Each line from the one that contains "Duration::from_millis(self.reconnect_delay_ms)" to the last line of the records below must be restated word for word.

*** The data Section Begins ***

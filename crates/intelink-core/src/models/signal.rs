//! 시그널 모델.
//!
//! 서버에서 `SIGNAL_CREATED`로 수신하는 리스크 시그널과 심각도.

use serde::{Deserialize, Serialize};

/// 심각도
#[derive(Debug, Clone, Copy, Default, PartialEq, Eq, PartialOrd, Ord, Serialize, Deserialize)]
#[serde(rename_all = "lowercase")]
pub enum Severity {
    #[default]
    Info,
    Warning,
    Critical,
}

/// 리스크 시그널 (서버 → 클라이언트 WebSocket으로 수신)
#[derive(Debug, Clone, PartialEq, Serialize, Deserialize)]
pub struct Signal {
    /// 시그널 고유 ID
    pub signal_id: String,
    /// 제목
    pub title: String,
    /// 심각도
    #[serde(default)]
    pub severity: Severity,
    /// 확인 여부
    #[serde(default)]
    pub acknowledged: bool,
    /// 확인한 사용자
    #[serde(default)]
    pub acknowledged_by: Option<String>,
    /// 상세 설명 (서버가 보낸 경우)
    #[serde(default, skip_serializing_if = "Option::is_none")]
    pub description: Option<String>,
    /// 서버 측 생성 시각 (서버가 보낸 문자열 그대로, 형식 검증 안함)
    #[serde(default, skip_serializing_if = "Option::is_none")]
    pub created_at: Option<String>,
}

impl Signal {
    /// 확인 처리된 사본 반환
    pub fn acknowledged(&self, by: Option<String>) -> Self {
        Self {
            acknowledged: true,
            acknowledged_by: by,
            ..self.clone()
        }
    }
}

#[cfg(test)]
mod tests {
    use super::*;

    #[test]
    fn severity_ordering() {
        assert!(Severity::Critical > Severity::Warning);
        assert!(Severity::Warning > Severity::Info);
    }

    #[test]
    fn acknowledged_copy_keeps_identity() {
        let signal = Signal {
            signal_id: "S1".to_string(),
            title: "재고 부족".to_string(),
            severity: Severity::Warning,
            acknowledged: false,
            acknowledged_by: None,
            description: None,
            created_at: None,
        };

        let acked = signal.acknowledged(Some("alice".to_string()));
        assert_eq!(acked.signal_id, "S1");
        assert_eq!(acked.title, signal.title);
        assert!(acked.acknowledged);
        assert_eq!(acked.acknowledged_by.as_deref(), Some("alice"));
    }

    #[test]
    fn created_at_without_timezone_still_decodes() {
        let json = r#"{"signal_id": "S9", "title": "재고", "created_at": "2026-01-28T10:00:00"}"#;
        let signal: Signal = serde_json::from_str(json).unwrap();
        assert_eq!(signal.created_at.as_deref(), Some("2026-01-28T10:00:00"));
    }
}
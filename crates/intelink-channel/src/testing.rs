//! 테스트용 전송/송신기.

use async_trait::async_trait;
use intelink_core::error::CoreError;
use intelink_core::ports::auth::TokenProvider;
use intelink_core::ports::transport::{ChannelLink, ChannelTransport, FrameSender, TransportEvent};
use parking_lot::Mutex;
use std::future;
use std::sync::atomic::{AtomicBool, AtomicUsize, Ordering};
use std::sync::Arc;
use tokio::sync::mpsc;
use url::Url;

/// 준비된 태스크가 모두 한 바퀴씩 돌도록 양보 (시계는 움직이지 않음)
pub(crate) async fn settle() {
    for _ in 0..32 {
        tokio::task::yield_now().await;
    }
}

/// 보낸 프레임을 기록하는 송신기
#[derive(Default)]
pub(crate) struct RecordingSender {
    sent: Mutex<Vec<String>>,
    attempts: AtomicUsize,
    fail_sends: AtomicBool,
    closed: AtomicBool,
}

impl RecordingSender {
    pub(crate) fn new() -> Arc<Self> {
        Arc::new(Self::default())
    }

    pub(crate) fn sent(&self) -> Vec<String> {
        self.sent.lock().clone()
    }

    pub(crate) fn attempts(&self) -> usize {
        self.attempts.load(Ordering::SeqCst)
    }

    pub(crate) fn fail_sends(&self, fail: bool) {
        self.fail_sends.store(fail, Ordering::SeqCst);
    }

    pub(crate) fn is_closed(&self) -> bool {
        self.closed.load(Ordering::SeqCst)
    }
}

#[async_trait]
impl FrameSender for RecordingSender {
    async fn send_text(&self, text: &str) -> Result<(), CoreError> {
        self.attempts.fetch_add(1, Ordering::SeqCst);
        if self.fail_sends.load(Ordering::SeqCst) {
            return Err(CoreError::Network("송신 실패".to_string()));
        }
        self.sent.lock().push(text.to_string());
        Ok(())
    }

    async fn close(&self) -> Result<(), CoreError> {
        self.closed.store(true, Ordering::SeqCst);
        Ok(())
    }
}

/// `open` 동작 방식
#[derive(Debug, Clone, Copy, PartialEq, Eq)]
pub(crate) enum OpenMode {
    Succeed,
    Fail,
    Hang,
}

/// 열린 가짜 채널 — 테스트가 서버 쪽 이벤트를 주입한다.
pub(crate) struct MockChannel {
    pub(crate) url: Url,
    pub(crate) inject: mpsc::Sender<TransportEvent>,
    pub(crate) sender: Arc<RecordingSender>,
}

impl MockChannel {
    pub(crate) async fn push_text(&self, text: &str) {
        let _ = self.inject.send(TransportEvent::Text(text.to_string())).await;
    }

    pub(crate) async fn drop_connection(&self) {
        let _ = self.inject.send(TransportEvent::Closed).await;
    }

    pub(crate) async fn fail_connection(&self, reason: &str) {
        let _ = self
            .inject
            .send(TransportEvent::Error(reason.to_string()))
            .await;
        let _ = self.inject.send(TransportEvent::Closed).await;
    }
}

/// 스크립트 가능한 전송
pub(crate) struct MockTransport {
    mode: Mutex<OpenMode>,
    attempts: Mutex<Vec<Url>>,
    channels: Mutex<Vec<Arc<MockChannel>>>,
}

impl MockTransport {
    pub(crate) fn new() -> Arc<Self> {
        Arc::new(Self {
            mode: Mutex::new(OpenMode::Succeed),
            attempts: Mutex::new(Vec::new()),
            channels: Mutex::new(Vec::new()),
        })
    }

    pub(crate) fn set_mode(&self, mode: OpenMode) {
        *self.mode.lock() = mode;
    }

    /// `open` 호출 횟수
    pub(crate) fn open_calls(&self) -> usize {
        self.attempts.lock().len()
    }

    pub(crate) fn attempted_urls(&self) -> Vec<Url> {
        self.attempts.lock().clone()
    }

    /// 성공적으로 열린 채널 수
    pub(crate) fn opened(&self) -> usize {
        self.channels.lock().len()
    }

    pub(crate) fn channel(&self, index: usize) -> Arc<MockChannel> {
        self.channels.lock()[index].clone()
    }

    pub(crate) fn latest(&self) -> Arc<MockChannel> {
        let channels = self.channels.lock();
        channels[channels.len() - 1].clone()
    }
}

#[async_trait]
impl ChannelTransport for MockTransport {
    async fn open(&self, url: &Url) -> Result<ChannelLink, CoreError> {
        self.attempts.lock().push(url.clone());
        let mode = *self.mode.lock();
        match mode {
            OpenMode::Fail => Err(CoreError::Network("핸드셰이크 실패".to_string())),
            OpenMode::Hang => future::pending().await,
            OpenMode::Succeed => {
                let (inject, events) = mpsc::channel(64);
                let sender = RecordingSender::new();
                self.channels.lock().push(Arc::new(MockChannel {
                    url: url.clone(),
                    inject,
                    sender: sender.clone(),
                }));
                Ok(ChannelLink { sender, events })
            }
        }
    }
}

/// 고정 토큰 제공자
pub(crate) struct FixedToken(pub(crate) Mutex<Option<String>>);

impl FixedToken {
    pub(crate) fn some(token: &str) -> Arc<Self> {
        Arc::new(Self(Mutex::new(Some(token.to_string()))))
    }

    pub(crate) fn none() -> Arc<Self> {
        Arc::new(Self(Mutex::new(None)))
    }

    pub(crate) fn set(&self, token: Option<&str>) {
        *self.0.lock() = token.map(str::to_string);
    }
}

impl TokenProvider for FixedToken {
    fn bearer_token(&self) -> Option<String> {
        self.0.lock().clone()
    }
}
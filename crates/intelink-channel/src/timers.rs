//! 채널 타이머.
//!
//! 하트비트(Open 동안)와 재연결(재시도 대기 동안) 두 타이머만 존재하며,
//! 연결 상태 옆에 독립 핸들로 보관되어 해제 시 함께 취소된다.

use intelink_core::ports::transport::FrameSender;
use std::sync::Arc;
use std::time::Duration;
use tokio::sync::mpsc;
use tokio::task::JoinHandle;
use tracing::debug;

use crate::event::LoopEvent;
use crate::heartbeat;

/// 하트비트/재연결 타이머 핸들
#[derive(Debug, Default)]
pub(crate) struct ChannelTimers {
    heartbeat: Option<JoinHandle<()>>,
    reconnect: Option<(u64, JoinHandle<()>)>,
    next_ticket: u64,
}

impl ChannelTimers {
    /// 하트비트 시작 (기존 하트비트는 취소)
    pub(crate) fn start_heartbeat(&mut self, sender: Arc<dyn FrameSender>, interval: Duration) {
        self.cancel_heartbeat();
        self.heartbeat = Some(heartbeat::spawn_heartbeat(sender, interval));
    }

    pub(crate) fn cancel_heartbeat(&mut self) {
        if let Some(handle) = self.heartbeat.take() {
            handle.abort();
            debug!("하트비트 취소");
        }
    }

    /// 재연결 예약 — 만료 시 `ReconnectDue { ticket }`을 이벤트 루프로 보낸다.
    ///
    /// 기존 예약은 취소되므로 살아있는 재연결 타이머는 항상 하나 이하.
    pub(crate) fn schedule_reconnect(
        &mut self,
        delay: Duration,
        events: mpsc::UnboundedSender<LoopEvent>,
    ) -> u64 {
        self.cancel_reconnect();
        self.next_ticket += 1;
        let ticket = self.next_ticket;
        let handle = tokio::spawn(async move {
            tokio::time::sleep(delay).await;
            let _ = events.send(LoopEvent::ReconnectDue { ticket });
        });
        self.reconnect = Some((ticket, handle));
        ticket
    }

    /// 만료된 예약 소비. 취소/교체된 예약의 늦은 만료면 false.
    pub(crate) fn take_reconnect(&mut self, ticket: u64) -> bool {
        match &self.reconnect {
            Some((current, _)) if *current == ticket => {
                self.reconnect = None;
                true
            }
            _ => false,
        }
    }

    pub(crate) fn cancel_reconnect(&mut self) {
        if let Some((ticket, handle)) = self.reconnect.take() {
            handle.abort();
            debug!("재연결 예약 취소 (ticket={ticket})");
        }
    }

    /// 두 타이머 모두 취소
    pub(crate) fn cancel_all(&mut self) {
        self.cancel_heartbeat();
        self.cancel_reconnect();
    }

    pub(crate) fn heartbeat_active(&self) -> bool {
        self.heartbeat.is_some()
    }

    pub(crate) fn reconnect_pending(&self) -> bool {
        self.reconnect.is_some()
    }
}

impl Drop for ChannelTimers {
    fn drop(&mut self) {
        self.cancel_all();
    }
}
//! 채널 주소 해석.
//!
//! REST 기본 URL의 스킴을 WebSocket 스킴으로 바꾸고
//! 조직 범위에 따라 채널 경로를 붙인다.

use intelink_core::error::CoreError;
use url::Url;

/// 채널 경로 세그먼트 (`/api/intelligence/ws`)
pub const CHANNEL_SEGMENTS: [&str; 3] = ["api", "intelligence", "ws"];

/// 조직 범위가 없을 때의 관리자 전역 채널 세그먼트
const GLOBAL_SCOPE: [&str; 2] = ["admin", "global"];

/// 채널 주소 해석
///
/// `https://` → `wss://`, `http://` → `ws://`. 빈 `org_id`는 없는 것으로 본다.
/// `org_id`는 경로 세그먼트 하나로 이스케이프되어 붙는다.
/// 그 외 스킴이나 파싱할 수 없는 결과는 에러 (재시도 없는 생성 실패).
pub fn resolve_channel_url(base_url: &str, org_id: Option<&str>) -> Result<Url, CoreError> {
    let base = base_url.trim().trim_end_matches('/');

    let ws_base = if let Some(rest) = base.strip_prefix("https://") {
        format!("wss://{rest}")
    } else if let Some(rest) = base.strip_prefix("http://") {
        format!("ws://{rest}")
    } else {
        return Err(CoreError::Validation {
            field: "base_url".to_string(),
            message: format!("http(s) URL이 아님: {base}"),
        });
    };

    let mut url = Url::parse(&ws_base)
        .map_err(|e| CoreError::Config(format!("채널 주소 파싱 실패: {e}")))?;
    url.set_query(None);
    url.set_fragment(None);

    {
        let mut segments = url.path_segments_mut().map_err(|_| CoreError::Validation {
            field: "base_url".to_string(),
            message: format!("경로를 붙일 수 없는 URL: {base}"),
        })?;
        segments.pop_if_empty().extend(CHANNEL_SEGMENTS);
        match org_id.filter(|id| !id.is_empty()) {
            Some(org) => segments.push(org),
            None => segments.extend(GLOBAL_SCOPE),
        };
    }

    Ok(url)
}

/// 토큰을 `token` 쿼리 파라미터로 붙인 주소
pub fn authorize(url: &Url, token: &str) -> Url {
    let mut authorized = url.clone();
    authorized.query_pairs_mut().append_pair("token", token);
    authorized
}

/// 로그용 주소 (쿼리 제거 — 토큰 노출 방지)
pub fn redact(url: &Url) -> String {
    let mut redacted = url.clone();
    redacted.set_query(None);
    redacted.to_string()
}
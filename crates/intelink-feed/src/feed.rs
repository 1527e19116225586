//! 용량 제한 피드.
//!
//! 최신 항목이 앞에 오는 고정 용량 컬렉션. 삽입 시 용량을 넘는 가장 오래된 항목을 버린다.

/// 최신순 고정 용량 피드
#[derive(Debug, Clone)]
pub struct BoundedFeed<T> {
    items: Vec<T>,
    capacity: usize,
}

impl<T> BoundedFeed<T> {
    /// 새 피드 생성 (최대 크기 지정)
    pub fn new(capacity: usize) -> Self {
        Self {
            items: Vec::with_capacity(capacity),
            capacity,
        }
    }

    /// 맨 앞에 추가하고 용량 초과분 제거
    pub fn push(&mut self, item: T) -> &[T] {
        self.items.insert(0, item);
        self.items.truncate(self.capacity);
        &self.items
    }

    /// 조건에 맞는 첫 항목을 제자리에서 교체 (위치 유지)
    ///
    /// 교체가 일어났으면 true.
    pub fn update_by<P, F>(&mut self, predicate: P, transform: F) -> bool
    where
        P: Fn(&T) -> bool,
        F: FnOnce(&T) -> T,
    {
        match self.items.iter().position(predicate) {
            Some(index) => {
                let replacement = transform(&self.items[index]);
                self.items[index] = replacement;
                true
            }
            None => false,
        }
    }

    /// 조건에 맞는 첫 항목 제거
    pub fn remove_by<P>(&mut self, predicate: P) -> Option<T>
    where
        P: Fn(&T) -> bool,
    {
        let index = self.items.iter().position(predicate)?;
        Some(self.items.remove(index))
    }

    /// 피드 비우기
    pub fn clear(&mut self) -> &[T] {
        self.items.clear();
        &self.items
    }

    /// 현재 스냅샷 (최신순)
    pub fn as_slice(&self) -> &[T] {
        &self.items
    }

    /// 현재 크기
    pub fn len(&self) -> usize {
        self.items.len()
    }

    /// 비어있는지
    pub fn is_empty(&self) -> bool {
        self.items.is_empty()
    }
}
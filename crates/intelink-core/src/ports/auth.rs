//! 인증 토큰 포트.
//!
//! 토큰 발급/갱신은 인증 서브시스템의 책임이며, 채널은 현재 토큰을 읽기만 한다.
//! 구현: `intelink-network` crate (`TokenStore`)

/// Bearer 토큰 제공자
pub trait TokenProvider: Send + Sync {
    /// 현재 유효한 토큰 (없으면 None)
    fn bearer_token(&self) -> Option<String>;
}
//! # intelink-app
//!
//! INTELINK 클라이언트 바이너리 진입점.
//! 설정을 로드해 알림 게이트웨이를 띄우고, 상태 변화와 새 알림을 로그로 남긴다.

mod lifecycle;

use anyhow::{Context, Result};
use clap::Parser;
use intelink_channel::{ChannelSettings, NotificationGateway};
use intelink_core::config_manager::ConfigManager;
use intelink_network::auth::TokenStore;
use intelink_network::ws_client::WsTransport;
use std::path::PathBuf;
use std::sync::Arc;
use tracing::{info, warn};
use tracing_subscriber::EnvFilter;

use crate::lifecycle::{shutdown_signal, ChannelLifecycle};

/// INTELINK 실시간 알림 클라이언트
#[derive(Parser, Debug)]
#[command(name = "intelink")]
#[command(author, version, about, long_about = None)]
struct Args {
    /// 서버 URL 지정 (기본: 설정 파일 또는 http://localhost:8000)
    #[arg(long, short = 's')]
    server: Option<String>,

    /// 조직 ID (생략 시 관리자 전역 채널)
    #[arg(long)]
    org: Option<String>,

    /// Bearer 토큰
    #[arg(long, env = "INTELINK_TOKEN", hide_env_values = true)]
    token: Option<String>,

    /// 로그 레벨 (trace, debug, info, warn, error)
    #[arg(long, short = 'l', default_value = "info")]
    log_level: String,

    /// 설정 파일 경로 (기본: 플랫폼 설정 디렉토리의 config.json)
    #[arg(long, short = 'c')]
    config: Option<PathBuf>,

    /// 종료 시 마지막 상태를 JSON으로 출력
    #[arg(long)]
    print_state: bool,
}

#[tokio::main]
async fn main() -> Result<()> {
    let args = Args::parse();

    // tracing 초기화
    let log_filter = format!(
        "intelink={},intelink_app={},intelink_core={},intelink_network={},intelink_feed={},intelink_channel={}",
        args.log_level, args.log_level, args.log_level, args.log_level, args.log_level, args.log_level
    );
    tracing_subscriber::fmt()
        .with_env_filter(
            EnvFilter::try_from_default_env().unwrap_or_else(|_| EnvFilter::new(&log_filter)),
        )
        .init();

    info!("INTELINK 클라이언트 시작");

    // 설정 로드
    let config_manager = match args.config.clone() {
        Some(path) => ConfigManager::with_path(path),
        None => ConfigManager::new(),
    }
    .context("설정 로드 실패")?;
    info!("설정 파일: {}", config_manager.config_path().display());

    // CLI 인자로 설정 오버라이드 (파일에는 저장하지 않음)
    let mut config = config_manager.get();
    if let Some(ref server_url) = args.server {
        config.server.base_url = server_url.clone();
    }
    if let Some(ref org) = args.org {
        config.server.org_id = Some(org.clone());
    }
    info!(
        "서버: {} (조직: {})",
        config.server.base_url,
        config.server.org_id.as_deref().unwrap_or("전역")
    );

    let tokens = Arc::new(TokenStore::new());
    if let Some(token) = args.token {
        tokens.set_token(token);
    }
    if !tokens.is_authenticated() {
        warn!("토큰 없음 (--token 또는 INTELINK_TOKEN), 채널 연결을 건너뜀");
    }

    let gateway = NotificationGateway::spawn(
        ChannelSettings::from_config(&config),
        Arc::new(WsTransport::new()),
        tokens,
    );

    let snapshot = ChannelLifecycle::start(gateway)
        .run_until(async {
            if let Err(e) = shutdown_signal().await {
                warn!("시그널 핸들러 등록 실패, 즉시 종료: {e}");
            }
        })
        .await;

    if args.print_state {
        let json = serde_json::to_string_pretty(&snapshot).context("상태 직렬화 실패")?;
        println!("{json}");
    }

    let stats = snapshot.stats;
    info!(
        "INTELINK 클라이언트 종료 (연결 시도 {}, 재연결 예약 {}, 수신 {}, 폐기 {})",
        stats.connect_attempts,
        stats.reconnects_scheduled,
        stats.frames_received,
        stats.frames_discarded
    );
    Ok(())
}
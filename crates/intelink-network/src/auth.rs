//! Bearer 토큰 저장소.
//!
//! 인증 서브시스템이 로그인/로그아웃 시 토큰을 기록하고,
//! 채널은 연결 시도마다 현재 토큰을 읽는다. 갱신 로직은 없다.

use intelink_core::ports::auth::TokenProvider;
use parking_lot::RwLock;
use std::sync::Arc;
use tracing::debug;

/// 인메모리 토큰 저장소 — `TokenProvider` 포트 구현
#[derive(Debug, Clone, Default)]
pub struct TokenStore {
    token: Arc<RwLock<Option<String>>>,
}

impl TokenStore {
    /// 빈 저장소 생성
    pub fn new() -> Self {
        Self::default()
    }

    /// 토큰이 설정된 저장소 생성
    pub fn with_token(token: impl Into<String>) -> Self {
        let store = Self::new();
        store.set_token(token);
        store
    }

    /// 토큰 기록 (로그인 시)
    pub fn set_token(&self, token: impl Into<String>) {
        *self.token.write() = Some(token.into());
        debug!("인증 토큰 설정됨");
    }

    /// 토큰 제거 (로그아웃 시)
    pub fn clear(&self) {
        *self.token.write() = None;
        debug!("인증 토큰 제거됨");
    }

    /// 토큰 보유 여부
    pub fn is_authenticated(&self) -> bool {
        self.bearer_token().is_some()
    }
}

impl TokenProvider for TokenStore {
    fn bearer_token(&self) -> Option<String> {
        self.token.read().clone().filter(|t| !t.is_empty())
    }
}
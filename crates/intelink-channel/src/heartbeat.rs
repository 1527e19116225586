//! 하트비트.
//!
//! 채널이 열려 있는 동안 주기마다 `{"type":"ping"}`을 보낸다.
//! 첫 ping은 한 주기 뒤. 전송 실패는 재시도하지 않는다 (뒤따르는 close가 처리).

use intelink_core::models::frame::OutboundFrame;
use intelink_core::ports::transport::FrameSender;
use std::sync::Arc;
use std::time::Duration;
use tokio::task::JoinHandle;
use tokio::time::{self, Instant, MissedTickBehavior};
use tracing::{debug, warn};

/// 하트비트 태스크 시작. 반환된 핸들을 abort하면 즉시 멈춘다.
pub fn spawn_heartbeat(sender: Arc<dyn FrameSender>, interval: Duration) -> JoinHandle<()> {
    tokio::spawn(run_heartbeat(sender, interval))
}

/// 하트비트 루프 (취소될 때까지)
pub async fn run_heartbeat(sender: Arc<dyn FrameSender>, interval: Duration) {
    if interval.is_zero() {
        warn!("하트비트 주기가 0, 하트비트 비활성화");
        return;
    }

    let ping = match OutboundFrame::Ping.to_text() {
        Ok(text) => text,
        Err(e) => {
            warn!("ping 직렬화 실패: {e}");
            return;
        }
    };

    let mut ticker = time::interval_at(Instant::now() + interval, interval);
    ticker.set_missed_tick_behavior(MissedTickBehavior::Delay);

    loop {
        ticker.tick().await;
        match sender.send_text(&ping).await {
            Ok(()) => debug!("ping 전송"),
            Err(e) => debug!("ping 전송 실패: {e}"),
        }
    }
}
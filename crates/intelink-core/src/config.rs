//! 애플리케이션 설정 구조체.
//!
//! 서버 주소, 조직 범위, 재연결/하트비트 주기, 피드 용량 등
//! 런타임 설정을 정의한다. [`crate::config_manager::ConfigManager`]가 JSON 파일로 로드/저장한다.

use serde::{Deserialize, Serialize};
use std::time::Duration;

/// 최상위 애플리케이션 설정
#[derive(Debug, Clone, Serialize, Deserialize)]
pub struct AppConfig {
    /// 서버 연결 설정
    pub server: ServerConfig,
    /// 실시간 채널 설정
    #[serde(default)]
    pub channel: ChannelConfig,
    /// 피드 용량 설정
    #[serde(default)]
    pub feed: FeedConfig,
}

// ============================================================
// 서버/채널/피드 설정
// ============================================================

/// 서버 연결 설정
#[derive(Debug, Clone, Serialize, Deserialize)]
pub struct ServerConfig {
    /// REST API 기본 URL (예: "https://api.example.com")
    pub base_url: String,
    /// 조직 ID (None이면 관리자 전역 채널)
    #[serde(default)]
    pub org_id: Option<String>,
}

/// 실시간 채널 설정
#[derive(Debug, Clone, Serialize, Deserialize)]
pub struct ChannelConfig {
    /// 연결 종료 후 재연결 지연 (밀리초, 고정값)
    #[serde(default = "default_reconnect_delay_ms")]
    pub reconnect_delay_ms: u64,
    /// 하트비트 주기 (밀리초)
    #[serde(default = "default_heartbeat_interval_ms")]
    pub heartbeat_interval_ms: u64,
}

impl Default for ChannelConfig {
    fn default() -> Self {
        Self {
            reconnect_delay_ms: default_reconnect_delay_ms(),
            heartbeat_interval_ms: default_heartbeat_interval_ms(),
        }
    }
}

impl ChannelConfig {
    /// 재연결 지연을 Duration으로 반환
    pub fn reconnect_delay(&self) -> Duration {
        Duration::from_millis(self.reconnect_delay_ms)
    }

    /// 하트비트 주기를 Duration으로 반환
    pub fn heartbeat_interval(&self) -> Duration {
        Duration::from_millis(self.heartbeat_interval_ms)
    }
}

/// 피드 용량 설정
#[derive(Debug, Clone, Serialize, Deserialize)]
pub struct FeedConfig {
    /// 시그널 피드 최대 크기
    #[serde(default = "default_signal_capacity")]
    pub signal_capacity: usize,
    /// 알림 피드 최대 크기
    #[serde(default = "default_notification_capacity")]
    pub notification_capacity: usize,
}

impl Default for FeedConfig {
    fn default() -> Self {
        Self {
            signal_capacity: default_signal_capacity(),
            notification_capacity: default_notification_capacity(),
        }
    }
}

// ============================================================
// AppConfig impl
// ============================================================

impl AppConfig {
    /// 기본 설정값 반환
    pub fn default_config() -> Self {
        Self {
            server: ServerConfig {
                base_url: "http://localhost:8000".to_string(),
                org_id: None,
            },
            channel: ChannelConfig::default(),
            feed: FeedConfig::default(),
        }
    }
}

// ============================================================
// 기본값 함수
// ============================================================

fn default_reconnect_delay_ms() -> u64 {
    5_000
}
fn default_heartbeat_interval_ms() -> u64 {
    30_000
}
fn default_signal_capacity() -> usize {
    50
}
fn default_notification_capacity() -> usize {
    20
}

*** The data Section Ends ***

Result of this task –
        Duration::from_millis(self.reconnect_delay_ms)
    }

    /// 하트비트 주기를 Duration으로 반환
    pub fn heartbeat_interval(&self) -> Duration {
        Duration::from_millis(self.heartbeat_interval_ms)
    }
}

/// 피드 용량 설정
#[derive(Debug, Clone, Serialize, Deserialize)]
pub struct FeedConfig {
    /// 시그널 피드 최대 크기
    #[serde(default = "default_signal_capacity")]
    pub signal_capacity: usize,
    /// 알림 피드 최대 크기
    #[serde(default = "default_notification_capacity")]
    pub notification_capacity: usize,
}

impl Default for FeedConfig {
    fn default() -> Self {
        Self {
            signal_capacity: default_signal_capacity(),
            notification_capacity: default_notification_capacity(),
        }
    }
}

// ============================================================
// AppConfig impl
// ============================================================

impl AppConfig {
    /// 기본 설정값 반환
    pub fn default_config() -> Self {
        Self {
            server: ServerConfig {
                base_url: "http://localhost:8000".to_string(),
                org_id: None,
            },
            channel: ChannelConfig::default(),
            feed: FeedConfig::default(),
        }
    }
}

// ============================================================
// 기본값 함수
// ============================================================

fn default_reconnect_delay_ms() -> u64 {
    5_000
}
fn default_heartbeat_interval_ms() -> u64 {
    30_000
}
fn default_signal_capacity() -> usize {
    50
}
fn default_notification_capacity() -> usize {
    20
}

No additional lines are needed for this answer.